Select games of the Maine Black Bears

What's Brewin' Afternoon sports talk show, carried from October 2006-March 2007

MLB on ESPN Radio

Portland Sea Dogs Baseball

History

Previous to its sports trimulcast. 97.5 WQSK (then WIGY) and 1280 WFAU simulcasted the (then) sports format of WSKW and WHQO (now WFMX).
WQSK also simulcasted WGUY Dexter, Maine and WKCG in the 1990s. WFAU was an Adult Standards format and WRKD (now WVOM) was a talk station carrying Rush Limbaugh, however for a time they were affiliated with ESPN Radio.
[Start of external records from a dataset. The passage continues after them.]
/*
** This file is a part of HtmlGen (markup tree builder)
** Copyright (C) 2000-2025 Gurer Ozen
**
** HtmlGen is free software: you can redistribute it and/or modify it
** under the terms of the GNU Lesser General Public License as
** published by the Free Software Foundation, either version 3 of
** the License, or (at your option) any later version.
*/

use super::Content;
use super::Document;
use super::NodeId;
use super::NodePayload;
use super::content::node_handle;

/// Handle to a text node. The text is escaped when serialized.
#[derive(Clone, Copy)]
pub struct Text<'a> {
    pub(super) id: NodeId,
    pub(super) doc: &'a Document,
}

node_handle!(Text, Text);

/// Handle to a comment node. The text is written as is.
#[derive(Clone, Copy)]
pub struct Comment<'a> {
    pub(super) id: NodeId,
    pub(super) doc: &'a Document,
}

node_handle!(Comment, Comment);

macro_rules! leaf_methods {
    ($handle:ident, $payload:ident) => {
        impl<'a> $handle<'a> {
            pub fn value(&self) -> String {
                let tree = self.doc.tree.borrow();
                match &tree[self.id].payload {
                    NodePayload::$payload(value) => value.clone(),
                    _ => unreachable!(),
                }
            }

            pub fn set_value(&self, value: &str) {
                let mut tree = self.doc.tree.borrow_mut();
                if let NodePayload::$payload(old) = &mut tree[self.id].payload {
                    *old = value.to_string();
                }
            }

            pub fn next_node(&self) -> Option<Content<'a>> {
                let next = self.doc.tree.borrow()[self.id].next;
                next.map(|id| Content::from_id(id, self.doc))
            }

            pub fn previous_node(&self) -> Option<Content<'a>> {
                let previous = self.doc.tree.borrow()[self.id].previous;
                previous.map(|id| Content::from_id(id, self.doc))
            }
        }
    };
}

leaf_methods!(Text, Text);
leaf_methods!(Comment, Comment);
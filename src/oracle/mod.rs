//! Outcome oracles.
//!
//! The registry depends only on [`OutcomeOracle`]. Concrete adapters (a
//! manually answered oracle here, price-average oracles elsewhere) plug in
//! behind it and are collected into an [`OracleSet`] once, when the exchange
//! is built. The set has no way to add or replace an oracle afterwards.
//!
//! ## Contract
//!
//! - `request_resolution` is a permissionless, idempotent trigger.
//! - `outcome` is a pure query. It reports `resolved = false` until an answer
//!   exists, after which every field is fixed forever.

mod manual;

pub use manual::ManualOracle;

use std::collections::HashMap;
use std::fmt;

use thiserror::Error;

use crate::types::{OracleId, QuestionId};

#[derive(Debug, Clone, PartialEq, Eq, Error)]
pub enum OracleError {
    #[error("question {0} already answered")]
    AlreadyAnswered(QuestionId),

    #[error("oracle rejected the request: {0}")]
    Rejected(String),
}

/// Answer to a question, as seen by the registry.
#[derive(Debug, Clone, Copy, PartialEq, Eq, Hash, Default)]
pub struct OracleReport {
    pub winning_outcome: u8,
    pub invalid: bool,
    pub resolved: bool,
    pub resolved_at: u64,
}

impl OracleReport {
    /// Report for a question without an answer yet
    pub const fn pending() -> Self {
        Self {
            winning_outcome: 0,
            invalid: false,
            resolved: false,
            resolved_at: 0,
        }
    }
}

/// Oracle capability consumed by the market registry.
pub trait OutcomeOracle {
    /// Ask the oracle to start answering `question`. Safe to repeat.
    fn request_resolution(&mut self, question: QuestionId) -> Result<(), OracleError>;

    /// Current answer for `question`
    fn outcome(&self, question: QuestionId) -> Result<OracleReport, OracleError>;
}

// ============================================================================
// OracleSet
// ============================================================================

/// Oracles known to the exchange, keyed by [`OracleId`].
#[derive(Default)]
pub struct OracleSet {
    oracles: HashMap<OracleId, Box<dyn OutcomeOracle>>,
}

impl OracleSet {
    pub fn new() -> Self {
        Self::default()
    }

    /// Add an oracle while building the set
    pub fn with(mut self, id: OracleId, oracle: impl OutcomeOracle + 'static) -> Self {
        self.oracles.insert(id, Box::new(oracle));
        self
    }

    pub fn contains(&self, id: &OracleId) -> bool {
        self.oracles.contains_key(id)
    }

    pub fn get(&self, id: &OracleId) -> Option<&dyn OutcomeOracle> {
        self.oracles.get(id).map(|oracle| oracle.as_ref())
    }

    pub fn get_mut(&mut self, id: &OracleId) -> Option<&mut (dyn OutcomeOracle + 'static)> {
        self.oracles.get_mut(id).map(|oracle| oracle.as_mut())
    }

    pub fn len(&self) -> usize {
        self.oracles.len()
    }

    pub fn is_empty(&self) -> bool {
        self.oracles.is_empty()
    }
}

impl fmt::Debug for OracleSet {
    fn fmt(&self, f: &mut fmt::Formatter<'_>) -> fmt::Result {
        let mut ids: Vec<_> = self.oracles.keys().collect();
        ids.sort();
        f.debug_struct("OracleSet").field("oracles", &ids).finish()
    }
}

// ============================================================================
// Unit Tests
// ============================================================================

#[cfg(test)]
mod tests {
    use super::*;

    #[test]
    fn test_set_lookup() {
        let id = OracleId::derive(b"manual");
        let set = OracleSet::new().with(id, ManualOracle::new());
        assert!(set.contains(&id));
        assert!(!set.contains(&OracleId::derive(b"other")));
        assert!(set.get(&id).is_some());
        assert_eq!(set.len(), 1);
    }

    #[test]
    fn test_set_dispatches_to_shared_handle() {
        let id = OracleId::derive(b"manual");
        let handle = ManualOracle::new();
        let mut set = OracleSet::new().with(id, handle.clone());
        let question = QuestionId::derive(b"q");

        set.get_mut(&id).unwrap().request_resolution(question).unwrap();
        assert!(handle.is_requested(question));

        handle.resolve(question, 1, false, 99).unwrap();
        let report = set.get(&id).unwrap().outcome(question).unwrap();
        assert!(report.resolved);
        assert_eq!(report.winning_outcome, 1);
    }

    #[test]
    fn test_pending_report() {
        let report = OracleReport::pending();
        assert!(!report.resolved);
        assert_eq!(report, OracleReport::default());
    }
}
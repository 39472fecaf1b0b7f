//! Exchange coordinator.
//!
//! ## Design Principles
//!
//! 1. **Determinism**: Same call sequence always produces the same state root
//! 2. **Fixed-Point Math**: No floating-point operations on any settlement path
//! 3. **Synchronous Execution**: Every call runs to completion, no async
//! 4. **All or nothing**: A rejected call leaves no trace
//!
//! ## Call ordering
//!
//! Inside each operation: checks, then pool and vault updates, then token
//! ledger calls. A per-market guard rejects re-entry while a call on the same
//! market is in progress.

pub mod exchange;
pub mod guard;

pub use exchange::Exchange;
pub use guard::MarketLocks;
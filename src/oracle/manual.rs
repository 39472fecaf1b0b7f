//! Manually answered oracle.
//!
//! A cloneable handle over shared state: the exchange owns one clone inside
//! its [`OracleSet`](crate::oracle::OracleSet), the operator keeps another
//! and calls [`ManualOracle::resolve`].

use std::collections::HashMap;
use std::sync::Arc;

use parking_lot::RwLock;
use tracing::debug;

use crate::oracle::{OracleError, OracleReport, OutcomeOracle};
use crate::types::QuestionId;

#[derive(Debug, Clone, Copy, Default)]
struct Entry {
    requested: bool,
    report: Option<OracleReport>,
}

#[derive(Debug, Clone, Default)]
pub struct ManualOracle {
    questions: Arc<RwLock<HashMap<QuestionId, Entry>>>,
}

impl ManualOracle {
    pub fn new() -> Self {
        Self::default()
    }

    /// Fix the answer to `question`. An answer can only be given once.
    pub fn resolve(
        &self,
        question: QuestionId,
        winning_outcome: u8,
        invalid: bool,
        resolved_at: u64,
    ) -> Result<(), OracleError> {
        let mut questions = self.questions.write();
        let entry = questions.entry(question).or_default();
        if entry.report.is_some() {
            return Err(OracleError::AlreadyAnswered(question));
        }
        entry.report = Some(OracleReport {
            winning_outcome,
            invalid,
            resolved: true,
            resolved_at,
        });
        debug!(%question, winning_outcome, invalid, resolved_at, "oracle answered");
        Ok(())
    }

    /// Whether resolution of `question` has been requested
    pub fn is_requested(&self, question: QuestionId) -> bool {
        self.questions
            .read()
            .get(&question)
            .map(|entry| entry.requested)
            .unwrap_or(false)
    }
}

impl OutcomeOracle for ManualOracle {
    fn request_resolution(&mut self, question: QuestionId) -> Result<(), OracleError> {
        self.questions.write().entry(question).or_default().requested = true;
        Ok(())
    }

    fn outcome(&self, question: QuestionId) -> Result<OracleReport, OracleError> {
        Ok(self
            .questions
            .read()
            .get(&question)
            .and_then(|entry| entry.report)
            .unwrap_or_else(OracleReport::pending))
    }
}

// ============================================================================
// Unit Tests
// ============================================================================
//! Token ledgers consumed by the exchange.
//!
//! The exchange never stores balances itself. Outcome tokens live in a
//! [`TokenLedger`] keyed by [`TokenId`]; collateral lives in a
//! [`CollateralAsset`] ledger keyed by asset. Both are injected at
//! construction.
//!
//! [`OutcomeBook`] and [`CollateralBook`] are in-memory implementations used
//! by the demo binary, tests and benchmarks.

mod memory;

pub use memory::{CollateralBook, OutcomeBook};

use thiserror::Error;

use crate::types::{AccountId, AssetId, TokenId};

/// Failure reported by a ledger. Ledgers leave balances untouched on error.
#[derive(Debug, Clone, PartialEq, Eq, Error)]
pub enum LedgerError {
    #[error("account {account} holds {available}, needs {required}")]
    InsufficientBalance {
        account: AccountId,
        available: u128,
        required: u128,
    },

    #[error("balance overflow for account {account}")]
    Overflow { account: AccountId },
}

/// Multi-token ledger for outcome tokens.
pub trait TokenLedger {
    fn mint(&mut self, to: AccountId, token: TokenId, amount: u128) -> Result<(), LedgerError>;

    fn burn(&mut self, from: AccountId, token: TokenId, amount: u128) -> Result<(), LedgerError>;

    fn transfer(
        &mut self,
        from: AccountId,
        to: AccountId,
        token: TokenId,
        amount: u128,
    ) -> Result<(), LedgerError>;

    fn balance_of(&self, account: AccountId, token: TokenId) -> u128;
}

/// Fungible collateral tokens, one balance sheet per asset.
pub trait CollateralAsset {
    fn transfer(
        &mut self,
        asset: AssetId,
        from: AccountId,
        to: AccountId,
        amount: u128,
    ) -> Result<(), LedgerError>;

    fn balance_of(&self, asset: AssetId, account: AccountId) -> u128;
}
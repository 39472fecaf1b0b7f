//! LMSR automated market maker.
//!
//! - [`lmsr`]: pure pricing functions over a net-sold vector
//! - [`Pool`]: per-market liquidity, LP shares and trade application

pub mod lmsr;
mod pool;

pub use pool::{Exposure, LiquidityWithdrawal, Pool, Quote};
//! Signed fixed-point numbers with 18 fractional digits.
//!
//! ## Overview
//!
//! Every value the pricing engine touches is a [`Fixed`]: an `i128` scaled by
//! 10^18 (`WAD`). Amounts of collateral and outcome tokens are plain integers
//! in base units; the engine reads a base-unit amount `a` as the fixed-point
//! value whose raw representation is `a`.
//!
//! ## Rounding
//!
//! | Operation | Rule |
//! |-----------|------|
//! | add, sub  | exact, `None` on overflow |
//! | mul       | `a * b / 10^18`, magnitude truncated toward zero |
//! | div       | `a * 10^18 / b`, magnitude truncated toward zero |
//!
//! Multiply and divide use a 256-bit intermediate, so they only fail when the
//! final result is out of range.
//!
//! ## Examples
//!
//! ```
//! use lmsr_markets::types::fixed::Fixed;
//!
//! let half: Fixed = "0.5".parse().unwrap();
//! assert_eq!(half.raw(), 500_000_000_000_000_000);
//! assert_eq!(half.checked_mul(Fixed::from_int(3)), "1.5".parse().ok());
//! assert_eq!(half.to_string(), "0.5");
//! ```

use std::fmt;
use std::str::FromStr;

use rust_decimal::Decimal;

use crate::math::wide::mul_div;
use crate::math::MathError;

/// Number of fractional decimal digits
pub const DECIMALS: u32 = 18;

/// Scaling factor: 10^18
pub const WAD: i128 = 1_000_000_000_000_000_000;

/// Signed fixed-point value, raw integer scaled by 10^18.
#[derive(Debug, Clone, Copy, PartialEq, Eq, PartialOrd, Ord, Hash, Default)]
pub struct Fixed(i128);

impl Fixed {
    pub const ZERO: Fixed = Fixed(0);
    pub const ONE: Fixed = Fixed(WAD);
    pub const MAX: Fixed = Fixed(i128::MAX);

    /// Wrap a raw, already scaled value
    #[inline]
    pub const fn from_raw(raw: i128) -> Self {
        Self(raw)
    }

    /// Raw scaled representation
    #[inline]
    pub const fn raw(self) -> i128 {
        self.0
    }

    /// Whole number `value` as fixed-point
    #[inline]
    pub const fn from_int(value: i64) -> Self {
        Self(value as i128 * WAD)
    }

    /// Read a base-unit amount as a fixed-point value (raw = amount)
    pub fn from_amount(amount: u128) -> Option<Self> {
        i128::try_from(amount).ok().map(Self)
    }

    /// Base-unit amount for a non-negative value
    pub fn to_amount(self) -> Option<u128> {
        u128::try_from(self.0).ok()
    }

    #[inline]
    pub const fn is_zero(self) -> bool {
        self.0 == 0
    }

    #[inline]
    pub const fn is_negative(self) -> bool {
        self.0 < 0
    }

    #[inline]
    pub const fn is_positive(self) -> bool {
        self.0 > 0
    }

    /// Magnitude of the raw value
    #[inline]
    pub const fn unsigned_abs(self) -> u128 {
        self.0.unsigned_abs()
    }

    /// Integer part, truncated toward zero
    #[inline]
    pub const fn trunc(self) -> i128 {
        self.0 / WAD
    }

    /// Fractional part, carrying the sign of `self`
    #[inline]
    pub const fn fract(self) -> Fixed {
        Fixed(self.0 % WAD)
    }

    // ========================================================================
    // Checked arithmetic
    // ========================================================================

    pub fn checked_add(self, rhs: Self) -> Option<Self> {
        self.0.checked_add(rhs.0).map(Self)
    }

    pub fn checked_sub(self, rhs: Self) -> Option<Self> {
        self.0.checked_sub(rhs.0).map(Self)
    }

    pub fn checked_neg(self) -> Option<Self> {
        self.0.checked_neg().map(Self)
    }

    /// Multiply, truncating the magnitude of the result toward zero
    pub fn checked_mul(self, rhs: Self) -> Option<Self> {
        let magnitude = mul_div(self.unsigned_abs(), rhs.unsigned_abs(), WAD as u128)?;
        Self::with_sign(magnitude, self.is_negative() != rhs.is_negative())
    }

    /// Divide, truncating the magnitude of the result toward zero
    pub fn checked_div(self, rhs: Self) -> Option<Self> {
        if rhs.is_zero() {
            return None;
        }
        let magnitude = mul_div(self.unsigned_abs(), WAD as u128, rhs.unsigned_abs())?;
        Self::with_sign(magnitude, self.is_negative() != rhs.is_negative())
    }

    /// Multiply the raw value by a plain integer
    pub fn checked_mul_int(self, rhs: i128) -> Option<Self> {
        self.0.checked_mul(rhs).map(Self)
    }

    /// Divide the raw value by a plain integer, truncating toward zero
    pub fn checked_div_int(self, rhs: i128) -> Option<Self> {
        self.0.checked_div(rhs).map(Self)
    }

    fn with_sign(magnitude: u128, negative: bool) -> Option<Self> {
        let value = i128::try_from(magnitude).ok()?;
        Some(Self(if negative { -value } else { value }))
    }

    // ========================================================================
    // Result-returning arithmetic (for `?` inside the kernel)
    // ========================================================================

    pub fn try_add(self, rhs: Self) -> Result<Self, MathError> {
        self.checked_add(rhs).ok_or(MathError::Overflow)
    }

    pub fn try_sub(self, rhs: Self) -> Result<Self, MathError> {
        self.checked_sub(rhs).ok_or(MathError::Overflow)
    }

    pub fn try_mul(self, rhs: Self) -> Result<Self, MathError> {
        self.checked_mul(rhs).ok_or(MathError::Overflow)
    }

    pub fn try_div(self, rhs: Self) -> Result<Self, MathError> {
        if rhs.is_zero() {
            return Err(MathError::DivisionByZero);
        }
        self.checked_div(rhs).ok_or(MathError::Overflow)
    }

    // ========================================================================
    // Decimal conversion
    // ========================================================================

    /// Exact decimal representation, if it fits in a `Decimal` mantissa
    pub fn to_decimal(self) -> Option<Decimal> {
        Decimal::try_from_i128_with_scale(self.0, DECIMALS).ok()
    }

    /// Convert a `Decimal`, truncating digits beyond the 18th
    pub fn from_decimal(d: Decimal) -> Option<Self> {
        let mantissa = d.mantissa();
        let scale = d.scale();
        let raw = if scale <= DECIMALS {
            mantissa.checked_mul(10i128.checked_pow(DECIMALS - scale)?)?
        } else {
            mantissa / 10i128.checked_pow(scale - DECIMALS)?
        };
        Some(Self(raw))
    }
}

impl FromStr for Fixed {
    type Err = MathError;

    fn from_str(s: &str) -> Result<Self, Self::Err> {
        let decimal = Decimal::from_str(s.trim()).map_err(|_| MathError::Parse)?;
        Self::from_decimal(decimal).ok_or(MathError::Overflow)
    }
}

impl fmt::Display for Fixed {
    fn fmt(&self, f: &mut fmt::Formatter<'_>) -> fmt::Result {
        match self.to_decimal() {
            Some(decimal) => write!(f, "{}", decimal.normalize()),
            None => {
                // Beyond 28 significant digits: print the raw parts
                let sign = if self.is_negative() { "-" } else { "" };
                let magnitude = self.unsigned_abs();
                let wad = WAD as u128;
                write!(f, "{}{}.{:018}", sign, magnitude / wad, magnitude % wad)
            }
        }
    }
}

// ============================================================================
// Unit Tests
// ============================================================================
The station also has carried New York Giants football, but elected to carry Westwood One's football coverage for the 2007 NFL season.They also broadcast High School Sports for years, utilizing talent such as Don Brown, Rob Kennedy, and Matt Boutwell.

End of simulcast
In the summer of 2013 owner Blueberry Broadcasting dismantled the network, selling off WFAU (which became WJYE in 2014 and WHTP in 2020), switching WRKD (by then known as WVOM) to a simulcast of WVOM-FM/WVQM and WIGY (which would change call letters to WQSK) to a simulcast of WQSS/WKSQ.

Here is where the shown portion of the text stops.